Author(s): Delon C, Bouisset F, Porterie J, Biendel C, Blanco S, Roncalli J, Grunenwald E, Carrié D, Elbaz M, Galinier M, Lairez O, Delmas C

Background: Pericardial effusion can be a life-threatening condition and urgent drainage is then life-saving but no consensus exists as to the preferential use of a percutaneous drainage (PCD) or a surgical drainage (SD) approach.
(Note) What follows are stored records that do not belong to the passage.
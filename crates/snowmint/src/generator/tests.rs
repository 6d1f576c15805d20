use std::collections::HashSet;
use std::sync::atomic::{AtomicU64, AtomicUsize, Ordering};
use std::sync::{Arc, Mutex};
use std::thread::scope;
use std::time::{Duration, SystemTime, UNIX_EPOCH};

use crate::{
    error::Error,
    generator::{MAX_SEQUENCE, Poll, SnowflakeGenerator, State},
    id::{NodeId, SnowflakeId},
    time::{DEFAULT_EPOCH, SystemClock, TimeSource},
};

const EPOCH_MS: u64 = 1_609_459_200_000;

struct FixedTime {
    millis: u64,
}

impl TimeSource for FixedTime {
    fn current_millis(&self) -> u64 {
        self.millis
    }
}

/// A clock the test moves by hand.
#[derive(Default)]
struct ManualTime {
    millis: AtomicU64,
}

impl ManualTime {
    fn at(millis: u64) -> Arc<Self> {
        Arc::new(Self {
            millis: AtomicU64::new(millis),
        })
    }

    fn set(&self, millis: u64) {
        self.millis.store(millis, Ordering::SeqCst);
    }

    fn advance(&self) {
        self.millis.fetch_add(1, Ordering::SeqCst);
    }
}

impl TimeSource for ManualTime {
    fn current_millis(&self) -> u64 {
        self.millis.load(Ordering::SeqCst)
    }
}

fn node(dc: u8, worker: u8) -> NodeId {
    NodeId::new(dc, worker).unwrap()
}

fn unix_now() -> u64 {
    SystemTime::now()
        .duration_since(UNIX_EPOCH)
        .unwrap()
        .as_millis() as u64
}

trait PollExt {
    fn unwrap_ready(self) -> SnowflakeId;
    fn unwrap_pending(self) -> u64;
}

impl PollExt for Poll {
    fn unwrap_ready(self) -> SnowflakeId {
        match self {
            Self::Ready { id } => id,
            Self::Pending { yield_for } => {
                panic!("unexpected pending (yield for: {yield_for})")
            }
        }
    }

    fn unwrap_pending(self) -> u64 {
        match self {
            Self::Ready { id } => panic!("unexpected ready ({id})"),
            Self::Pending { yield_for } => yield_for,
        }
    }
}

#[test]
fn accepts_every_valid_identity() {
    for dc in 0..=31 {
        for worker in 0..=31 {
            let generator = SnowflakeGenerator::new(dc, worker).unwrap();
            assert_eq!(generator.datacenter_id(), dc);
            assert_eq!(generator.worker_id(), worker);
            assert_eq!(generator.epoch(), DEFAULT_EPOCH);
        }
    }
}

#[test]
fn rejects_out_of_range_identity() {
    for (dc, worker) in [(32, 0), (0, 32), (200, 7)] {
        let err = SnowflakeGenerator::new(dc, worker).unwrap_err();
        assert_eq!(
            err,
            Error::InvalidIdentity {
                datacenter_id: i64::from(dc),
                worker_id: i64::from(worker),
            }
        );
    }
}

#[test]
fn fresh_generator_starts_with_sentinel_state() {
    let generator = SnowflakeGenerator::new(0, 0).unwrap();
    assert_eq!(
        generator.state().unwrap(),
        State {
            last_timestamp: None,
            sequence: 0,
        }
    );
}

#[test]
fn sequence_increments_within_same_millisecond() {
    let t = EPOCH_MS + 42;
    let generator =
        SnowflakeGenerator::with_time(node(1, 1), DEFAULT_EPOCH, FixedTime { millis: t });

    let id1 = generator.next_id().unwrap();
    let id2 = generator.next_id().unwrap();
    let id3 = generator.next_id().unwrap();

    assert_eq!(id1.sequence(), 0);
    assert_eq!(id2.sequence(), 1);
    assert_eq!(id3.sequence(), 2);
    for id in [id1, id2, id3] {
        assert_eq!(id.timestamp(), 42);
        assert_eq!(id.datacenter_id(), 1);
        assert_eq!(id.worker_id(), 1);
        assert_eq!(id.to_raw() >> 12, id1.to_raw() >> 12);
    }
    assert_eq!(id1.to_raw(), (42 << 22) | (1 << 17) | (1 << 12));
    assert!(id1 < id2 && id2 < id3);
}

#[test]
fn pending_when_sequence_exhausted() {
    let t = EPOCH_MS + 7;
    let generator = SnowflakeGenerator::from_components(
        node(0, 0),
        DEFAULT_EPOCH,
        Some(t),
        MAX_SEQUENCE,
        FixedTime { millis: t },
    );

    assert_eq!(generator.poll_id().unwrap().unwrap_pending(), 1);
    assert_eq!(
        generator.state().unwrap(),
        State {
            last_timestamp: Some(t),
            sequence: MAX_SEQUENCE,
        }
    );
}

#[test]
fn rolls_over_to_next_millisecond() {
    let time = ManualTime::at(EPOCH_MS + 42);
    let generator = SnowflakeGenerator::with_time(node(0, 1), DEFAULT_EPOCH, Arc::clone(&time));

    for i in 0..=MAX_SEQUENCE {
        let id = generator.poll_id().unwrap().unwrap_ready();
        assert_eq!(id.sequence(), i);
        assert_eq!(id.timestamp(), 42);
    }
    assert_eq!(generator.poll_id().unwrap().unwrap_pending(), 1);

    time.advance();

    let id = generator.poll_id().unwrap().unwrap_ready();
    assert_eq!(id.timestamp(), 43);
    assert_eq!(id.sequence(), 0);
}

#[test]
fn five_thousand_ids_in_one_millisecond_wait_once() {
    let time = ManualTime::at(EPOCH_MS + 1_000);
    let generator = SnowflakeGenerator::with_time(node(2, 3), DEFAULT_EPOCH, Arc::clone(&time));
    let waits = AtomicUsize::new(0);
    let mut seen = HashSet::with_capacity(5_000);

    for _ in 0..5_000 {
        let id = generator
            .next_id_with(|yield_for| {
                assert_eq!(yield_for, 1);
                waits.fetch_add(1, Ordering::SeqCst);
                time.advance();
            })
            .unwrap();
        assert!(seen.insert(id), "duplicate id {id:?}");
    }

    assert_eq!(seen.len(), 5_000);
    assert_eq!(waits.load(Ordering::SeqCst), 1);

    let state = generator.state().unwrap();
    assert_eq!(state.last_timestamp, Some(EPOCH_MS + 1_001));
    assert_eq!(state.sequence, (5_000 - 4_096 - 1) as u16);
}

#[test]
fn clock_regression_is_an_error_and_mutates_nothing() {
    let time = ManualTime::at(EPOCH_MS + 100);
    let generator = SnowflakeGenerator::with_time(node(1, 2), DEFAULT_EPOCH, Arc::clone(&time));

    let first = generator.next_id().unwrap();
    let second = generator.next_id().unwrap();
    let before = generator.state().unwrap();
    assert_eq!(before.sequence, 1);

    time.set(EPOCH_MS + 95);
    let err = generator.next_id().unwrap_err();
    assert_eq!(
        err,
        Error::ClockRegression {
            last_ms: EPOCH_MS + 100,
            now_ms: EPOCH_MS + 95,
            behind_ms: 5,
        }
    );
    assert_eq!(generator.state().unwrap(), before);

    // Still an error on every retry while the clock stays behind.
    assert!(matches!(
        generator.next_id(),
        Err(Error::ClockRegression { behind_ms: 5, .. })
    ));

    time.set(EPOCH_MS + 100);
    let third = generator.next_id().unwrap();
    assert_eq!(third.sequence(), 2);
    assert!(first < second && second < third);
}

#[test]
fn restored_high_water_mark_detects_regression() {
    let generator = SnowflakeGenerator::from_components(
        node(0, 0),
        DEFAULT_EPOCH,
        Some(EPOCH_MS + 500),
        3,
        FixedTime {
            millis: EPOCH_MS + 499,
        },
    );
    assert!(matches!(
        generator.next_id(),
        Err(Error::ClockRegression { behind_ms: 1, .. })
    ));
}

#[test]
fn clock_before_epoch_is_an_error() {
    let generator = SnowflakeGenerator::with_time(
        node(0, 0),
        DEFAULT_EPOCH,
        FixedTime {
            millis: EPOCH_MS - 1,
        },
    );
    assert_eq!(
        generator.next_id().unwrap_err(),
        Error::ClockBeforeEpoch {
            now_ms: EPOCH_MS - 1,
            epoch_ms: EPOCH_MS,
        }
    );
    assert_eq!(generator.state().unwrap().last_timestamp, None);
}

#[test]
fn timestamp_past_41_bits_is_an_error() {
    let generator = SnowflakeGenerator::with_time(
        node(0, 0),
        Duration::ZERO,
        FixedTime {
            millis: SnowflakeId::TIMESTAMP_MASK + 1,
        },
    );
    assert!(matches!(
        generator.next_id(),
        Err(Error::TimestampOverflow { .. })
    ));

    let generator = SnowflakeGenerator::with_time(
        node(0, 0),
        Duration::ZERO,
        FixedTime {
            millis: SnowflakeId::TIMESTAMP_MASK,
        },
    );
    let id = generator.next_id().unwrap();
    assert_eq!(id.timestamp(), SnowflakeId::TIMESTAMP_MASK);
    assert!(id.is_valid());
}

#[test]
fn sequential_ids_strictly_increase_and_decode() {
    let constructed_at = unix_now();
    let generator = SnowflakeGenerator::new(5, 9).unwrap();
    let mut last: Option<SnowflakeId> = None;

    for _ in 0..4096 * 16 {
        let id = generator.next_id().unwrap();
        if let Some(prev) = last {
            assert!(id > prev, "{id:?} <= {prev:?}");
            assert!(u64::from(id) > u64::from(prev));
        }
        assert!(id.sequence() <= MAX_SEQUENCE);
        assert_eq!(id.worker_id(), 9);
        assert_eq!(id.datacenter_id(), 5);
        assert!(id.timestamp() >= constructed_at - EPOCH_MS);
        assert!(id.is_valid());
        last = Some(id);
    }
}

#[test]
fn threaded_ids_are_unique() {
    let threads = num_cpus::get().clamp(2, 8);
    let ids_per_thread = 4096 * 16;
    let generator = SnowflakeGenerator::new(0, 0).unwrap();
    let seen_ids = Mutex::new(HashSet::with_capacity(threads * ids_per_thread));

    scope(|s| {
        for _ in 0..threads {
            s.spawn(|| {
                let mut local = Vec::with_capacity(ids_per_thread);
                let mut last = None;
                for _ in 0..ids_per_thread {
                    let id = generator
                        .next_id_with(|_| std::thread::yield_now())
                        .unwrap();
                    // Per-thread view is increasing too: the lock orders calls.
                    if let Some(prev) = last {
                        assert!(id > prev);
                    }
                    last = Some(id);
                    local.push(id);
                }
                seen_ids.lock().unwrap().extend(local);
            });
        }
    });

    let final_count = seen_ids.lock().unwrap().len();
    assert_eq!(
        final_count,
        threads * ids_per_thread,
        "Expected {} unique IDs",
        threads * ids_per_thread
    );
}

#[test]
fn threaded_same_millisecond_never_collides() {
    let time = ManualTime::at(EPOCH_MS + 10);
    let generator = SnowflakeGenerator::with_time(node(4, 4), DEFAULT_EPOCH, Arc::clone(&time));
    let seen_ids = Mutex::new(HashSet::new());

    scope(|s| {
        for _ in 0..4 {
            s.spawn(|| {
                for _ in 0..3_000 {
                    let id = generator.next_id_with(|_| time.advance()).unwrap();
                    assert!(seen_ids.lock().unwrap().insert(id));
                }
            });
        }
    });

    assert_eq!(seen_ids.lock().unwrap().len(), 12_000);
}

#[test]
fn system_clock_generator_is_shareable() {
    fn assert_send_sync<T: Send + Sync>() {}
    assert_send_sync::<SnowflakeGenerator<SystemClock>>();
    assert_send_sync::<SnowflakeGenerator<Arc<ManualTime>>>();
}

#[cfg(not(feature = "parking-lot"))]
#[test]
fn poisoned_lock_is_reported() {
    let generator = SnowflakeGenerator::with_time(
        node(1, 1),
        DEFAULT_EPOCH,
        FixedTime {
            millis: EPOCH_MS + 1,
        },
    );

    scope(|s| {
        let handle = s.spawn(|| {
            let _guard = generator.state.lock().unwrap();
            panic!("panic while holding the generator lock");
        });
        assert!(handle.join().is_err());
    });

    assert_eq!(generator.poll_id().unwrap_err(), Error::LockPoisoned);
    assert_eq!(generator.next_id().unwrap_err(), Error::LockPoisoned);
}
Method and Results: All patients admitted for symptomatic pericardial effusion in 2018 in our tertiary Intensive Cardiac Care Unit (Toulouse, France) were prospectively included. In- hospital complications, length of stay, 6-months mortality and recurrences have been collected and compared according to the procedure (PCD vs. SD). One hundred and twenty nine patients were admitted for pericardial effusion and 92 were drained: 54 (59%) and 38 (41%) by a surgical and percutaneous procedure, respectively. In- hospital complications were the same between the 2 procedures (7% for SD group and 15% for PCD; p = 0.39). However, duration of hospitalization was shorter for patients treated by PCD (5.9±4.4 versus 8.2±4.9 days; p = 0.02). Six-month mortality (22% for SD versus 37% for PCD; p = 0.12) or recurrences (11% for PCD versus 24% for SD; p = 0.11) were not different.

Conclusion: In case of symptomatic non-iatrogenic pericardial effusions, PCD is an efficient and reliable less invasive technique. Its possible and wide availability, and its shorter length of hospitalization justifies its use as first line therapy in trained team especially for cancer patients.